障害者福祉施策の概要について
わが国の障害者福祉の基本となる法律として「心身障害者対策基本法」が1970年に制定されたが、1993年にその後の社会経済助勢の変動に対応して「障害者基本法」に改められた。障害者福祉の施策は、この障害者基本法を頂点として、医療、教育、労働、所得、保証、社会福祉、在宅などそれぞれ関連する法律と制度によって実施されている。
障害者基本法の主な内容は、①法律の目的として障害者の自立と社会参加の促進を規定し、「完全参加と平等」をめざすことを明らかにしたこと、②法律の対象となる障害を身体障害、知的障害または精神障害のため継続的に日常生活に支障のある者としたこと、③基本理念として、すべての障害者は社会、経済、文化、その他あらゆる分野の活動に参加する機会を与えるとしたこと、④国民の間に広く障害者福祉についての関心と理解を深めるために12月3日~9日を「障害者週間」としたこと、⑤国は「障害者基本計画」を策定する義務があり、都道府県や市町村においても「障害者計画」を策定することが義務づけられたこと。
障害者福祉施策はこの障害者基本法に基づいて身体障害者福祉法、知的障害者福祉法、児童福祉法及び、1995年に改正された精神保健及び精神障害者福祉に関する法律の4つの法律を中心に行われている。さらに、社会福祉基礎構造改革の1つとして、身体障害者福祉法等の改正により、2003年4月から障害者福祉サービスについて利用者の立場に立った制度を構築するため、行政がサービスの受け手を特定し、サービス内容を決定する「措置制度」から新たな利用の仕組みである「支援費制度」に移行することになった。支援費制度は、障害者の自己決定を尊重し、利用者本位のサービスの提供を基本として事業者等との対等な関係に基づき、障害者自らがサービスを利用する仕組みである。これにより、障害者個人としての尊厳を重視した福祉サービスの利用制度となることが望まれている。
1 身体障害者福祉施策の概要
身体障害者に対する福祉施策の基本である身体障害者福祉法は第1条で、「身体障害者の自立と社会経済活動への参加を促進するため、身体障害者を援助し、必要に応じて保護し、もって身体障害者の福祉の増進を図ることを目的としている」と規定している。
また、第2条においては、「自立への努力及び機会の確保」として、「すべて身体障害者は、自ら進んでその障害を克服し、その有する能力を利用することにより、社会経済活動に参加することができるように努めなければならない」。

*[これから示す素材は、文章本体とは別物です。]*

use clap::Args;
use serde_json::{json, Value};
use std::collections::BTreeMap;
use std::path::PathBuf;
use std::time::Duration;
use tracing::{debug, info};

use crate::config;
use crate::engine::EngineClient;
use crate::error::{Error, Result};
use crate::format::{self, FormatTemplate};
use crate::models::{BuildRequest, MountMode, RunRequest, VolumeMount};
use crate::orchestrator::{self, Clock, Orchestrator};
use crate::report::{run_report, Report};

// ============================================================================
// ARGUMENTS
// ============================================================================

#[derive(Args, Debug, Clone)]
pub struct RunArgs {
    /// Image name or ID
    pub image: String,
    /// Container name
    #[arg(long)]
    pub name: Option<String>,
    /// Run container in background
    #[arg(short, long, default_value_t = true, action = clap::ArgAction::Set)]
    pub detach: bool,
    /// Port mapping (format: HOST:CONTAINER)
    #[arg(short, long = "port")]
    pub ports: Vec<String>,
    /// Environment variables (format: KEY=VALUE)
    #[arg(short, long = "env")]
    pub env: Vec<String>,
    /// Volume mapping (format: HOST:CONTAINER[:ro|rw])
    #[arg(short, long = "volume")]
    pub volumes: Vec<String>,
    /// Command to run in container; a single argument runs through the shell
    #[arg(short = 'c', long = "run-command", num_args = 0..)]
    pub run_command: Vec<String>,
    /// Override the image entrypoint
    #[arg(long)]
    pub entrypoint: Option<String>,
    /// Working directory inside the container
    #[arg(short, long)]
    pub workdir: Option<String>,
    /// Do not remove the container once it has finished
    #[arg(long)]
    pub no_auto_remove: bool,
    /// Network mode
    #[arg(long, default_value = config::DEFAULT_NETWORK)]
    pub network: String,
    /// Memory limit
    #[arg(long, default_value = config::DEFAULT_MEMORY)]
    pub memory: String,
    /// Memory plus swap limit
    #[arg(long, default_value = config::DEFAULT_MEMORY_SWAP)]
    pub memory_swap: String,
    /// Number of CPUs
    #[arg(long, default_value_t = config::DEFAULT_CPUS)]
    pub cpus: f64,
    /// Storage driver options (format: KEY=VALUE)
    #[arg(long = "storage-opt")]
    pub storage_opt: Vec<String>,
    /// Seconds to wait for the container to exit (0 waits forever)
    #[arg(long, default_value_t = 0)]
    pub timeout: u64,
}

impl RunArgs {
    pub fn into_request(self) -> Result<RunRequest> {
        let mut ports = BTreeMap::new();
        for spec in &self.ports {
            let (container, host) = parse_port(spec)?;
            ports.insert(container, host);
        }
        let mut volumes = BTreeMap::new();
        for spec in &self.volumes {
            let (host, mount) = parse_volume(spec)?;
            volumes.insert(host, mount);
        }
        let storage_opt = parse_pairs(&self.storage_opt)?;

        Ok(RunRequest {
            image: self.image,
            name: self.name,
            detach: self.detach,
            ports,
            environment: parse_pairs(&self.env)?,
            volumes,
            command: shell_command(self.run_command),
            entrypoint: self.entrypoint.map(|e| vec![e]),
            working_dir: self.workdir,
            auto_remove: !self.no_auto_remove,
            network: self.network,
            memory: Some(self.memory),
            memory_swap: Some(self.memory_swap),
            cpus: Some(self.cpus),
            storage_opt: (!storage_opt.is_empty()).then_some(storage_opt),
            timeout: Duration::from_secs(self.timeout),
        })
    }
}

#[derive(Args, Debug, Clone)]
pub struct BuildArgs {
    /// Build context path
    pub context: PathBuf,
    /// Image tag (e.g., myapp:latest)
    #[arg(short, long)]
    pub tag: Option<String>,
    /// Dockerfile name
    #[arg(short, long = "file", default_value = config::DEFAULT_DOCKERFILE)]
    pub file: String,
    /// Build arguments (format: KEY=VALUE)
    #[arg(long = "build-arg")]
    pub build_arg: Vec<String>,
    /// Target platform (e.g., linux/amd64, linux/arm64)
    #[arg(long)]
    pub platform: Option<String>,
    /// Do not use cache when building
    #[arg(long)]
    pub no_cache: bool,
    /// Force rebuild even if image exists
    #[arg(long)]
    pub force: bool,
}

// ============================================================================
// PARSING HELPERS
// ============================================================================

fn invalid(message: String) -> Error {
    Error::InvalidArgument(message)
}

/// `HOST:CONTAINER` -> (container port, host port)
pub fn parse_port(spec: &str) -> Result<(u16, u16)> {
    let (host, container) = spec
        .split_once(':')
        .ok_or_else(|| invalid(format!("port mapping '{}' must be HOST:CONTAINER", spec)))?;
    let port = |s: &str| {
        s.trim()
            .parse::<u16>()
            .map_err(|_| invalid(format!("'{}' in '{}' is not a port number", s, spec)))
    };
    Ok((port(container)?, port(host)?))
}

pub fn parse_key_value(spec: &str) -> Result<(String, String)> {
    match spec.split_once('=') {
        Some((key, value)) if !key.is_empty() => Ok((key.to_string(), value.to_string())),
        _ => Err(invalid(format!("'{}' must be KEY=VALUE", spec))),
    }
}

fn parse_pairs(specs: &[String]) -> Result<BTreeMap<String, String>> {
    specs.iter().map(|s| parse_key_value(s)).collect()
}

/// `HOST:CONTAINER[:MODE]`, mode defaulting to read-write.
pub fn parse_volume(spec: &str) -> Result<(String, VolumeMount)> {
    let parts: Vec<&str> = spec.split(':').collect();
    let (host, bind, mode) = match parts.as_slice() {
        [host, bind] => (*host, *bind, MountMode::Rw),
        [host, bind, mode] => (*host, *bind, mode.parse()?),
        _ => {
            return Err(invalid(format!(
                "volume '{}' must be HOST:CONTAINER[:ro|rw]",
                spec
            )))
        }
    };
    if host.is_empty() || bind.is_empty() {
        return Err(invalid(format!("volume '{}' has an empty path", spec)));
    }
    Ok((
        host.to_string(),
        VolumeMount {
            bind: bind.to_string(),
            mode,
        },
    ))
}

/// A lone argument is a shell snippet; several are an argv.
pub fn shell_command(mut args: Vec<String>) -> Option<Vec<String>> {
    match args.len() {
        0 => None,
        1 => args.pop().map(|snippet| {
            vec![config::DEFAULT_SHELL.to_string(), "-c".to_string(), snippet]
        }),
        _ => Some(args),
    }
}

/// Splits `repo[:tag]`, leaving registry ports alone.
pub fn split_image_ref(reference: &str) -> (&str, &str) {
    match reference.rsplit_once(':') {
        Some((repo, tag)) if !tag.contains('/') => (repo, tag),
        _ => (reference, "latest"),
    }
}

/// `os/arch` of the engine host, in the form build platforms use.
pub fn detect_platform(info: &Value) -> String {
    let pick = |paths: [&str; 2]| {
        paths
            .iter()
            .find_map(|p| format::resolve(info, p).and_then(Value::as_str))
            .filter(|s| !s.is_empty())
    };
    let os = pick(["host.os", "OSType"]).unwrap_or("linux");
    let arch = match pick(["host.arch", "Architecture"]) {
        Some("x86_64") | None => "amd64",
        Some("aarch64") => "arm64",
        Some(other) => other,
    };
    format!("{}/{}", os, arch)
}

fn render_or_data(data: Value, template: Option<&str>) -> Report {
    match template {
        Some(template) => Report::success(FormatTemplate::parse(template).render(&data)),
        None => Report::success(data),
    }
}

// ============================================================================
// COMMANDS
// ============================================================================

/// `None` when the engine answers; otherwise the report to print.
pub async fn connect(engine: &dyn EngineClient) -> Option<Report> {
    match engine.ping().await {
        Ok(true) => None,
        Ok(false) => Some(Report::error(
            "Failed to connect to engine socket: unexpected ping reply",
        )),
        Err(err) => Some(Report::failed("Failed to connect to engine socket", &err)),
    }
}

pub async fn images(engine: &dyn EngineClient, all: bool) -> Report {
    match engine.image_list(all).await {
        Ok(images) => Report::success(images),
        Err(err) => Report::failed("Failed to list images", &err),
    }
}

pub async fn ps(engine: &dyn EngineClient, all: bool) -> Report {
    match engine.container_list(all).await {
        Ok(containers) => Report::success(containers),
        Err(err) => Report::failed("Failed to list containers", &err),
    }
}

pub async fn pull(engine: &dyn EngineClient, image: &str) -> Report {
    let (repository, tag) = split_image_ref(image);
    match engine.image_pull(repository, tag).await {
        Ok(()) => Report::success(json!({
            "image": image,
            "message": "Image pulled successfully",
        })),
        Err(err) => Report::failed("Failed to pull image", &err),
    }
}

pub async fn build(engine: &dyn EngineClient, args: BuildArgs) -> Report {
    if !args.context.is_dir() {
        return Report::error(format!(
            "Build context '{}' is not a directory",
            args.context.display()
        ));
    }
    let build_args = match parse_pairs(&args.build_arg) {
        Ok(pairs) => pairs,
        Err(err) => return Report::error(err.to_string()),
    };

    if let Some(tag) = args.tag.as_deref() {
        let exists = match engine.image_exists(tag).await {
            Ok(exists) => exists,
            Err(err) => return Report::failed("Failed to build image", &err),
        };
        if exists && !args.force {
            return Report::error(format!(
                "Image '{}' already exists. Use --force to rebuild or choose a different tag.",
                tag
            ));
        }
        if exists {
            info!("removing existing image {} before rebuild", tag);
            if let Err(err) = engine.image_remove(tag, true).await {
                return Report::failed("Failed to delete image", &err);
            }
        }
    }

    let platform = match args.platform {
        Some(platform) => platform,
        None => match engine.engine_info().await {
            Ok(info) => detect_platform(&info),
            Err(err) => {
                debug!("platform detection failed: {}", err);
                config::DEFAULT_PLATFORM.to_string()
            }
        },
    };

    let request = BuildRequest {
        context: args.context,
        dockerfile: args.file,
        tag: args.tag,
        build_args,
        platform,
        no_cache: args.no_cache,
    };
    match engine.image_build(&request).await {
        Ok(output) => Report::success(output),
        Err(err) => Report::failed("Failed to build image", &err),
    }
}

pub async fn run(engine: &dyn EngineClient, clock: &dyn Clock, args: RunArgs) -> Report {
    let request = match args.into_request() {
        Ok(request) => request,
        Err(err) => return Report::error(err.to_string()).with_exit_code(2),
    };
    let outcome = Orchestrator::new(engine, clock).run(&request).await;
    run_report(&request, &outcome)
}

pub async fn kill(engine: &dyn EngineClient, id: &str, signal: &str) -> Report {
    match orchestrator::kill(engine, id, signal).await {
        Ok(()) => Report::success(json!({
            "container_id": id,
            "message": format!("Container killed with signal {}", signal),
        })),
        Err(Error::PreconditionFailed(reason)) => Report::error(reason),
        Err(err) => Report::failed("Failed to kill container", &err),
    }
}

pub async fn rm(engine: &dyn EngineClient, id: &str, force: bool) -> Report {
    match engine.container_get(id).await {
        Ok(Some(_)) => {}
        Ok(None) => return Report::error(format!("Container '{}' does not exist.", id)),
        Err(err) => return Report::failed("Failed to delete container", &err),
    }
    match engine.container_remove(id, force).await {
        Ok(()) => Report::success(json!({
            "container_id": id,
            "message": "Container deleted successfully",
        })),
        Err(err) => Report::failed("Failed to delete container", &err),
    }
}

pub async fn rmi(engine: &dyn EngineClient, image: &str, force: bool) -> Report {
    match engine.image_exists(image).await {
        Ok(true) => {}
        Ok(false) => return Report::error(format!("Image '{}' does not exist.", image)),
        Err(err) => return Report::failed("Failed to delete image", &err),
    }
    match engine.image_remove(image, force).await {
        Ok(()) => Report::success(json!({
            "image": image,
            "message": "Image deleted successfully",
        })),
        Err(err) => Report::failed("Failed to delete image", &err),
    }
}

pub async fn prune(engine: &dyn EngineClient) -> Report {
    match engine.image_prune().await {
        Ok(pruned) => Report::success(json!({
            "images_deleted": pruned.images_deleted,
            "space_reclaimed": pruned.space_reclaimed,
            "message": "Images pruned successfully",
        })),
        Err(err) => Report::failed("Failed to prune images", &err),
    }
}

pub async fn info(engine: &dyn EngineClient, template: Option<&str>) -> Report {
    match engine.engine_info().await {
        Ok(info) => render_or_data(info, template),
        Err(err) => Report::failed("Failed to get engine info", &err),
    }
}

pub async fn version(engine: &dyn EngineClient, template: Option<&str>) -> Report {
    match engine.version().await {
        Ok(version) => render_or_data(json!({ "Version": version }), template),
        Err(err) => Report::failed("Failed to get engine version", &err),
    }
}

pub async fn inspect(engine: &dyn EngineClient, id: &str, template: Option<&str>) -> Report {
    match engine.container_get(id).await {
        Ok(Some(container)) => render_or_data(container.attrs, template),
        Ok(None) => Report::error(format!("Container '{}' does not exist.", id)),
        Err(err) => Report::failed("Failed to inspect container", &err),
    }
}
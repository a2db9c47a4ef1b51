//! `--format` support: substitutes `{{.Path.To.Field}}` placeholders with
//! values looked up in an inspection document.
//!
//! Only literal placeholder replacement is supported. There are no
//! conditionals, loops or escapes, and text that merely looks like a brace
//! is copied through untouched.

use lazy_static::lazy_static;
use regex::Regex;
use serde_json::Value;
use std::ops::Range;

lazy_static! {
    static ref PLACEHOLDER: Regex =
        Regex::new(r"\{\{\s*\.(.*?)\s*\}\}").expect("placeholder pattern is valid");
}

/// Rendering used for a path that does not resolve.
pub const MISSING: &str = "null";

/// Walks `path` (dot separated, surrounding dots ignored) through `data`.
///
/// Each segment is tried as an exact key first and then as a
/// case-insensitive key. A case-insensitive lookup that matches more than
/// one key is treated as a miss. Numeric segments index into sequences.
pub fn resolve<'a>(data: &'a Value, path: &str) -> Option<&'a Value> {
    let path = path.trim().trim_matches('.');
    if path.is_empty() {
        return Some(data);
    }
    path.split('.').try_fold(data, lookup)
}

fn lookup<'a>(current: &'a Value, segment: &str) -> Option<&'a Value> {
    match current {
        Value::Object(map) => {
            if let Some(value) = map.get(segment) {
                return Some(value);
            }
            let wanted = segment.to_lowercase();
            let mut candidates = map
                .iter()
                .filter(|(key, _)| key.to_lowercase() == wanted)
                .map(|(_, value)| value);
            let found = candidates.next()?;
            match candidates.next() {
                Some(_) => None,
                None => Some(found),
            }
        }
        Value::Array(items) => segment.parse::<usize>().ok().and_then(|i| items.get(i)),
        _ => None,
    }
}

/// Textual form of a resolved value: strings bare, other scalars in their
/// natural form, mappings and sequences as compact JSON.
pub fn display_value(value: Option<&Value>) -> String {
    match value {
        None => MISSING.to_string(),
        Some(Value::String(s)) => s.clone(),
        Some(Value::Null) => "null".to_string(),
        Some(other) => other.to_string(),
    }
}

#[derive(Debug, Clone, PartialEq, Eq)]
struct Placeholder {
    span: Range<usize>,
    path: String,
}

/// A parsed format string. Parsing happens once; rendering can be repeated
/// against any number of documents.
#[derive(Debug, Clone, PartialEq, Eq)]
pub struct FormatTemplate {
    source: String,
    placeholders: Vec<Placeholder>,
}

impl FormatTemplate {
    pub fn parse(source: impl Into<String>) -> Self {
        let source = source.into();
        let placeholders = PLACEHOLDER
            .captures_iter(&source)
            .filter_map(|cap| {
                let whole = cap.get(0)?;
                let path = cap.get(1)?;
                Some(Placeholder {
                    span: whole.range(),
                    path: path.as_str().to_string(),
                })
            })
            .collect();
        Self {
            source,
            placeholders,
        }
    }

    pub fn render(&self, data: &Value) -> String {
        let mut out = String::with_capacity(self.source.len());
        let mut cursor = 0;
        for placeholder in &self.placeholders {
            out.push_str(&self.source[cursor..placeholder.span.start]);
            out.push_str(&display_value(resolve(data, &placeholder.path)));
            cursor = placeholder.span.end;
        }
        out.push_str(&self.source[cursor..]);
        out
    }
}

pub fn render(data: &Value, template: &str) -> String {
    FormatTemplate::parse(template).render(data)
}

ならびに本条第2項で「すべて身体障害者は、社会を構成する一員として社会、経済、文化その他あらゆる分野の活動に参加する機械を与えられるものとする」とされている。第3条においては、「国及び、地方公共団体は前条に規定する理念が具現されるように配慮して、身体障害者の自立と社会経済活動への参加を促進するための援助と必要な保護を総合的実施するよう努めなければならない」また、同条第2項で「国民は、社会連帯の理念に基づき、身体障害者がその障害を克服し社会経済活動に参加しようとする努力に対し、協力するように努めなければならない」と地方公共団体と国民の責務を規定している。
① 身体障害者更生相談所は、専門的な相談指導、補装具・更生医療・施設入所にかかわる判定、福祉事務所に対する指導、重度障害者に対する巡回指導などを行っている。
② 補装具は、身体障害者の障害を補うものであり、補聴器・車椅子・盲人安全杖などである。